Tweets themselves do not contain images; rather tweets might contain
URLs, which might correspond to images, or web-sites where an image is
hosted. URLs might be in the textual body of the Tweets and/or
in special fields that form part of the status objects. OpenIMAJ makes
it easy to extract the URLs by mapping a stream
of Twitter Status
objects to URL
objects:
Stream<URL> urlStream = stream.map(new TwitterURLExtractor());
The ImageSiteURLExtractor
class can be used to
process the URLs and return just those that correspond to images. The
ImageSiteURLExtractor
is also aware of a number of
standard image hosting sites, and is able to resolve the actual image
URL from the web-page URL that would normally appear in a Tweet. The
ImageSiteURLExtractor
is just another
Function
so can be applied as another map:
Stream<URL> imageUrlStream = urlStream.map(new ImageSiteURLExtractor(false));
The boolean in the ImageSiteURLExtractor
constructor disables support for the Tumblr hosting site; you can
enable it, but you’ll need to create a Tumblr API key (which you will
be prompted for). Now to get the images, we can apply a static
instance of function class called ImageFromURL
which has been configured to read MBFImages
:
Stream<MBFImage> imageStream = imageUrlStream.map(ImageFromURL.MBFIMAGE_EXTRACTOR);
Now let’s display the images in the stream as they arrive:
imageStream.forEach(new Operation<MBFImage>() { public void perform(MBFImage image) { DisplayUtilities.displayName(image, "image"); } });
If at this point you run the program, you should see be able to see the images that are currently being shared on Twitter.
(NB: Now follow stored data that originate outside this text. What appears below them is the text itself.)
//! IntersectionObserver 实现的可见性来源

use std::rc::Rc;

use folio_core::{Threshold, VisibilitySample, VisibilitySource};
use tracing::warn;
use wasm_bindgen::JsCast;
use wasm_bindgen::prelude::*;
use web_sys::{Element, IntersectionObserver, IntersectionObserverEntry, IntersectionObserverInit};

/// 采样回调
pub type SampleHandler = Rc<dyn Fn(VisibilitySample)>;

type ObserverCallback = Closure<dyn FnMut(js_sys::Array, IntersectionObserver)>;

/// 观察单个元素的 IntersectionObserver
///
/// 回调闭包跟随结构体存活到 drop，`disconnect` 只停止观察，
/// 因此回调里断开观察不会释放正在执行的闭包。
pub struct DomObserver {
    element: Element,
    handler: SampleHandler,
    observer: Option<IntersectionObserver>,
    callback: Option<ObserverCallback>,
}

impl DomObserver {
    pub fn new(element: Element, handler: SampleHandler) -> Self {
        Self {
            element,
            handler,
            observer: None,
            callback: None,
        }
    }

    /// 浏览器是否接受了观察请求
    pub fn is_connected(&self) -> bool {
        self.observer.is_some()
    }
}

impl VisibilitySource for DomObserver {
    fn connect(&mut self, threshold: Threshold) {
        let handler = Rc::clone(&self.handler);
        let callback: ObserverCallback = Closure::new(move |entries: js_sys::Array, _| {
            for entry in entries.iter() {
                let Ok(entry) = entry.dyn_into::<IntersectionObserverEntry>() else {
                    continue;
                };
                handler(VisibilitySample::new(
                    entry.intersection_ratio() as f32,
                    entry.is_intersecting(),
                ));
            }
        });

        let options = IntersectionObserverInit::new();
        let ratio = JsValue::from_f64(f64::from(threshold.value()));
        options.set_threshold(&ratio);
        match IntersectionObserver::new_with_options(callback.as_ref().unchecked_ref(), &options) {
            Ok(observer) => {
                observer.observe(&self.element);
                self.observer = Some(observer);
                self.callback = Some(callback);
            }
            Err(e) => warn!(error = ?e, "IntersectionObserver unavailable"),
        }
    }

    fn disconnect(&mut self) {
        if let Some(observer) = self.observer.take() {
            observer.disconnect();
        }
    }
}

impl Drop for DomObserver {
    fn drop(&mut self) {
        self.disconnect();
    }
}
Now let’s modify the code so we can generate a visualisation of the
faces that appear on Twitter. Add an extra inline
map function before the previous forEach
loop, so
that the code looks like this:
imageStream.map(new MultiFunction<MBFImage, MBFImage>() { public List<MBFImage> apply(MBFImage in) { } }).forEach(new Operation<MBFImage>() { public void perform(MBFImage image) { DisplayUtilities.displayName(image, "image"); } });
and add the following to the apply method:
List<DetectedFace> detected = detector.detectFaces(in.flatten()); List<MBFImage> faces = new ArrayList<MBFImage>(); for (DetectedFace face : detected) faces.add(in.extractROI(face.getBounds())); return faces;
and finally add the following just before the apply method:
HaarCascadeDetector detector = HaarCascadeDetector.BuiltInCascade.frontalface_default.load();
Now, if you run the software, you should be able to to see the faces of people who are being tweeted at the current time.
The TwitterSearchStream
class repeatedly calls the Twitter search API with a specific query in order to produce a stream of Tweets related to a specific
subject. Try using the TwitterSearchStream
to find and display tweeted images of your favourite animal.
Can you make a program that continuously shows the average colour of the last 100 tweeted images?